» Exercise requirements
Set down every record once more, exactly as given.

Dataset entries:
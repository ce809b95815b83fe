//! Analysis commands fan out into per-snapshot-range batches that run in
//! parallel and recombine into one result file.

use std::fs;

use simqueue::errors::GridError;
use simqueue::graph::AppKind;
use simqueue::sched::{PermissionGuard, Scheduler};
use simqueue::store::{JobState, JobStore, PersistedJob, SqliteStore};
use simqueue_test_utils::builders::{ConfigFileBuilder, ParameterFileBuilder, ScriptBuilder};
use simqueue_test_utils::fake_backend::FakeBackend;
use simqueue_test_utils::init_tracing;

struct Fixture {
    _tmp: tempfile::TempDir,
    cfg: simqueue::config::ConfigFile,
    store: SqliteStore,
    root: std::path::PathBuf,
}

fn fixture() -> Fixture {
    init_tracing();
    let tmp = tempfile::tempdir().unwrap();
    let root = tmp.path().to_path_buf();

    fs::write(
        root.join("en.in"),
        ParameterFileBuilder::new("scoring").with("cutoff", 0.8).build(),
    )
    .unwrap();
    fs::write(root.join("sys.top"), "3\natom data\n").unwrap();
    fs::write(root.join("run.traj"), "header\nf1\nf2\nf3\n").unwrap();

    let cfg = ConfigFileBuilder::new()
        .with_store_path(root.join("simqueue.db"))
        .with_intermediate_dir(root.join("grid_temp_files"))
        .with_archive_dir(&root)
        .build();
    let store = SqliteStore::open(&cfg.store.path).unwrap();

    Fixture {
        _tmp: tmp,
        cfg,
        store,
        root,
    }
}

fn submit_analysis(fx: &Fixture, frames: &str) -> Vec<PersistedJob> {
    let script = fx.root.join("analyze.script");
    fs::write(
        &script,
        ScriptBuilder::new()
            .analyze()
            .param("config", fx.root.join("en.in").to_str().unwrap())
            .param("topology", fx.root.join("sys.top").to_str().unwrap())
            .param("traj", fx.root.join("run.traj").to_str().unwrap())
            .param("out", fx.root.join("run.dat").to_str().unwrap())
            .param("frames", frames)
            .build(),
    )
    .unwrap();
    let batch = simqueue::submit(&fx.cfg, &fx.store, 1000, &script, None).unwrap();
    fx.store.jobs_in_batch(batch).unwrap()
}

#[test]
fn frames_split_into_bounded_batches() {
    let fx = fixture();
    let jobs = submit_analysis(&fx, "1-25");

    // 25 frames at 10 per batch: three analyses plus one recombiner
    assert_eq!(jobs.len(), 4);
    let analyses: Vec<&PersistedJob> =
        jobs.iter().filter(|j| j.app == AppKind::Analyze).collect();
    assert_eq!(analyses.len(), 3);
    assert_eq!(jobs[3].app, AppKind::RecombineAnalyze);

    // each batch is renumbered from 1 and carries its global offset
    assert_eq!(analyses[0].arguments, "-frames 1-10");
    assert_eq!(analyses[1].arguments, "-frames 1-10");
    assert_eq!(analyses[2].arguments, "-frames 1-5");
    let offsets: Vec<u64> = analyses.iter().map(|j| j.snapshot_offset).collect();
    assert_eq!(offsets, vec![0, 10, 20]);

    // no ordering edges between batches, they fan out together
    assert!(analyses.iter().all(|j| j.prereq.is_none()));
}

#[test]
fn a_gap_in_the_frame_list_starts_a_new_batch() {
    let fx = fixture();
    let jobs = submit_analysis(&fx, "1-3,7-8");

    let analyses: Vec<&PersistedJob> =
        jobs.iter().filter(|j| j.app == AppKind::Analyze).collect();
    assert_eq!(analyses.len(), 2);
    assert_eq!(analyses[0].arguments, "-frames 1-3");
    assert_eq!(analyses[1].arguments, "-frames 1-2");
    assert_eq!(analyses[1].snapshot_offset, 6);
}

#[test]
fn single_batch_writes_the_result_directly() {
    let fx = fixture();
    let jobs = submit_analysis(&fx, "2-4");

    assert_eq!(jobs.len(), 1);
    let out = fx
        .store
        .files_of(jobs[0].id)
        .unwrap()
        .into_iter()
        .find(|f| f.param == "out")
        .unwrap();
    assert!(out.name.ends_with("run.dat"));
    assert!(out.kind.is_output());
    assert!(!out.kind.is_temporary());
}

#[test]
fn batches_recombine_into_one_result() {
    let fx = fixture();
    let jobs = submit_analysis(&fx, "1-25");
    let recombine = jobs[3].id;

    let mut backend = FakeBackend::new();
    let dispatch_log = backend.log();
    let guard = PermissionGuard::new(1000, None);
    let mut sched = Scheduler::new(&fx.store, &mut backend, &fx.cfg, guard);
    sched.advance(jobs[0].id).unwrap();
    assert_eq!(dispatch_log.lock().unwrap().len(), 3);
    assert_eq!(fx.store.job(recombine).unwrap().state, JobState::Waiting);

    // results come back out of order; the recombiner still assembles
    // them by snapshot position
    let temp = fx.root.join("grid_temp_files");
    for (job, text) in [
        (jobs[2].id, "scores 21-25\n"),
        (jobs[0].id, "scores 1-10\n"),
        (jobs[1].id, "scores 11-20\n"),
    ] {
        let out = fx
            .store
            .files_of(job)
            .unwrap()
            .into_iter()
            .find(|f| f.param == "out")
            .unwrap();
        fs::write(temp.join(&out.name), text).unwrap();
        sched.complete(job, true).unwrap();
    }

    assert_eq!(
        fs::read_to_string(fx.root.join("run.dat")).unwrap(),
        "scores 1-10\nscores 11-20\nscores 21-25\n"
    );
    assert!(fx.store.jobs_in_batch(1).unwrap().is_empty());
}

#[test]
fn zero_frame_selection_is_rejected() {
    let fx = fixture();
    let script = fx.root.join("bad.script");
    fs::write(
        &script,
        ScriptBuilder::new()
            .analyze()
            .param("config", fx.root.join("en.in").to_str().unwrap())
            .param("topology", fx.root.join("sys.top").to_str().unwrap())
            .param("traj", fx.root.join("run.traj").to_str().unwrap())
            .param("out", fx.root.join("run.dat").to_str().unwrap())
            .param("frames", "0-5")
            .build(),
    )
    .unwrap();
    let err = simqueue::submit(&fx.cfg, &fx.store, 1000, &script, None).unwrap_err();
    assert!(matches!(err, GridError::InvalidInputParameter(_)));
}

» Solved problem
repository ce809b95815b83fe
//! Analysis commands fan out into per-snapshot-range batches that run in
//! parallel and recombine into one result file.

use std::fs;

use simqueue::errors::GridError;
use simqueue::graph::AppKind;
use simqueue::sched::{PermissionGuard, Scheduler};
use simqueue::store::{JobState, JobStore, PersistedJob, SqliteStore};
use simqueue_test_utils::builders::{ConfigFileBuilder, ParameterFileBuilder, ScriptBuilder};
use simqueue_test_utils::fake_backend::FakeBackend;
use simqueue_test_utils::init_tracing;

struct Fixture {
    _tmp: tempfile::TempDir,
    cfg: simqueue::config::ConfigFile,
    store: SqliteStore,
    root: std::path::PathBuf,
}

fn fixture() -> Fixture {
    init_tracing();
    let tmp = tempfile::tempdir().unwrap();
    let root = tmp.path().to_path_buf();

    fs::write(
        root.join("en.in"),
        ParameterFileBuilder::new("scoring").with("cutoff", 0.8).build(),
    )
    .unwrap();
    fs::write(root.join("sys.top"), "3\natom data\n").unwrap();
    fs::write(root.join("run.traj"), "header\nf1\nf2\nf3\n").unwrap();

    let cfg = ConfigFileBuilder::new()
        .with_store_path(root.join("simqueue.db"))
        .with_intermediate_dir(root.join("grid_temp_files"))
        .with_archive_dir(&root)
        .build();
    let store = SqliteStore::open(&cfg.store.path).unwrap();

    Fixture {
        _tmp: tmp,
        cfg,
        store,
        root,
    }
}

fn submit_analysis(fx: &Fixture, frames: &str) -> Vec<PersistedJob> {
    let script = fx.root.join("analyze.script");
    fs::write(
        &script,
        ScriptBuilder::new()
            .analyze()
            .param("config", fx.root.join("en.in").to_str().unwrap())
            .param("topology", fx.root.join("sys.top").to_str().unwrap())
            .param("traj", fx.root.join("run.traj").to_str().unwrap())
            .param("out", fx.root.join("run.dat").to_str().unwrap())
            .param("frames", frames)
            .build(),
    )
    .unwrap();
    let batch = simqueue::submit(&fx.cfg, &fx.store, 1000, &script, None).unwrap();
    fx.store.jobs_in_batch(batch).unwrap()
}

#[test]
fn frames_split_into_bounded_batches() {
    let fx = fixture();
    let jobs = submit_analysis(&fx, "1-25");

    // 25 frames at 10 per batch: three analyses plus one recombiner
    assert_eq!(jobs.len(), 4);
    let analyses: Vec<&PersistedJob> =
        jobs.iter().filter(|j| j.app == AppKind::Analyze).collect();
    assert_eq!(analyses.len(), 3);
    assert_eq!(jobs[3].app, AppKind::RecombineAnalyze);

    // each batch is renumbered from 1 and carries its global offset
    assert_eq!(analyses[0].arguments, "-frames 1-10");
    assert_eq!(analyses[1].arguments, "-frames 1-10");
    assert_eq!(analyses[2].arguments, "-frames 1-5");
    let offsets: Vec<u64> = analyses.iter().map(|j| j.snapshot_offset).collect();
    assert_eq!(offsets, vec![0, 10, 20]);

    // no ordering edges between batches, they fan out together
    assert!(analyses.iter().all(|j| j.prereq.is_none()));
}

#[test]
fn a_gap_in_the_frame_list_starts_a_new_batch() {
    let fx = fixture();
    let jobs = submit_analysis(&fx, "1-3,7-8");

    let analyses: Vec<&PersistedJob> =
        jobs.iter().filter(|j| j.app == AppKind::Analyze).collect();
    assert_eq!(analyses.len(), 2);
    assert_eq!(analyses[0].arguments, "-frames 1-3");
    assert_eq!(analyses[1].arguments, "-frames 1-2");
    assert_eq!(analyses[1].snapshot_offset, 6);
}

#[test]
fn single_batch_writes_the_result_directly() {
    let fx = fixture();
    let jobs = submit_analysis(&fx, "2-4");

    assert_eq!(jobs.len(), 1);
    let out = fx
        .store
        .files_of(jobs[0].id)
        .unwrap()
        .into_iter()
        .find(|f| f.param == "out")
        .unwrap();
    assert!(out.name.ends_with("run.dat"));
    assert!(out.kind.is_output());
    assert!(!out.kind.is_temporary());
}

#[test]
fn batches_recombine_into_one_result() {
    let fx = fixture();
    let jobs = submit_analysis(&fx, "1-25");
    let recombine = jobs[3].id;

    let mut backend = FakeBackend::new();
    let dispatch_log = backend.log();
    let guard = PermissionGuard::new(1000, None);
    let mut sched = Scheduler::new(&fx.store, &mut backend, &fx.cfg, guard);
    sched.advance(jobs[0].id).unwrap();
    assert_eq!(dispatch_log.lock().unwrap().len(), 3);
    assert_eq!(fx.store.job(recombine).unwrap().state, JobState::Waiting);

    // results come back out of order; the recombiner still assembles
    // them by snapshot position
    let temp = fx.root.join("grid_temp_files");
    for (job, text) in [
        (jobs[2].id, "scores 21-25\n"),
        (jobs[0].id, "scores 1-10\n"),
        (jobs[1].id, "scores 11-20\n"),
    ] {
        let out = fx
            .store
            .files_of(job)
            .unwrap()
            .into_iter()
            .find(|f| f.param == "out")
            .unwrap();
        fs::write(temp.join(&out.name), text).unwrap();
        sched.complete(job, true).unwrap();
    }

    assert_eq!(
        fs::read_to_string(fx.root.join("run.dat")).unwrap(),
        "scores 1-10\nscores 11-20\nscores 21-25\n"
    );
    assert!(fx.store.jobs_in_batch(1).unwrap().is_empty());
}

#[test]
fn zero_frame_selection_is_rejected() {
    let fx = fixture();
    let script = fx.root.join("bad.script");
    fs::write(
        &script,
        ScriptBuilder::new()
            .analyze()
            .param("config", fx.root.join("en.in").to_str().unwrap())
            .param("topology", fx.root.join("sys.top").to_str().unwrap())
            .param("traj", fx.root.join("run.traj").to_str().unwrap())
            .param("out", fx.root.join("run.dat").to_str().unwrap())
            .param("frames", "0-5")
            .build(),
    )
    .unwrap();
    let err = simqueue::submit(&fx.cfg, &fx.store, 1000, &script, None).unwrap_err();
    assert!(matches!(err, GridError::InvalidInputParameter(_)));
}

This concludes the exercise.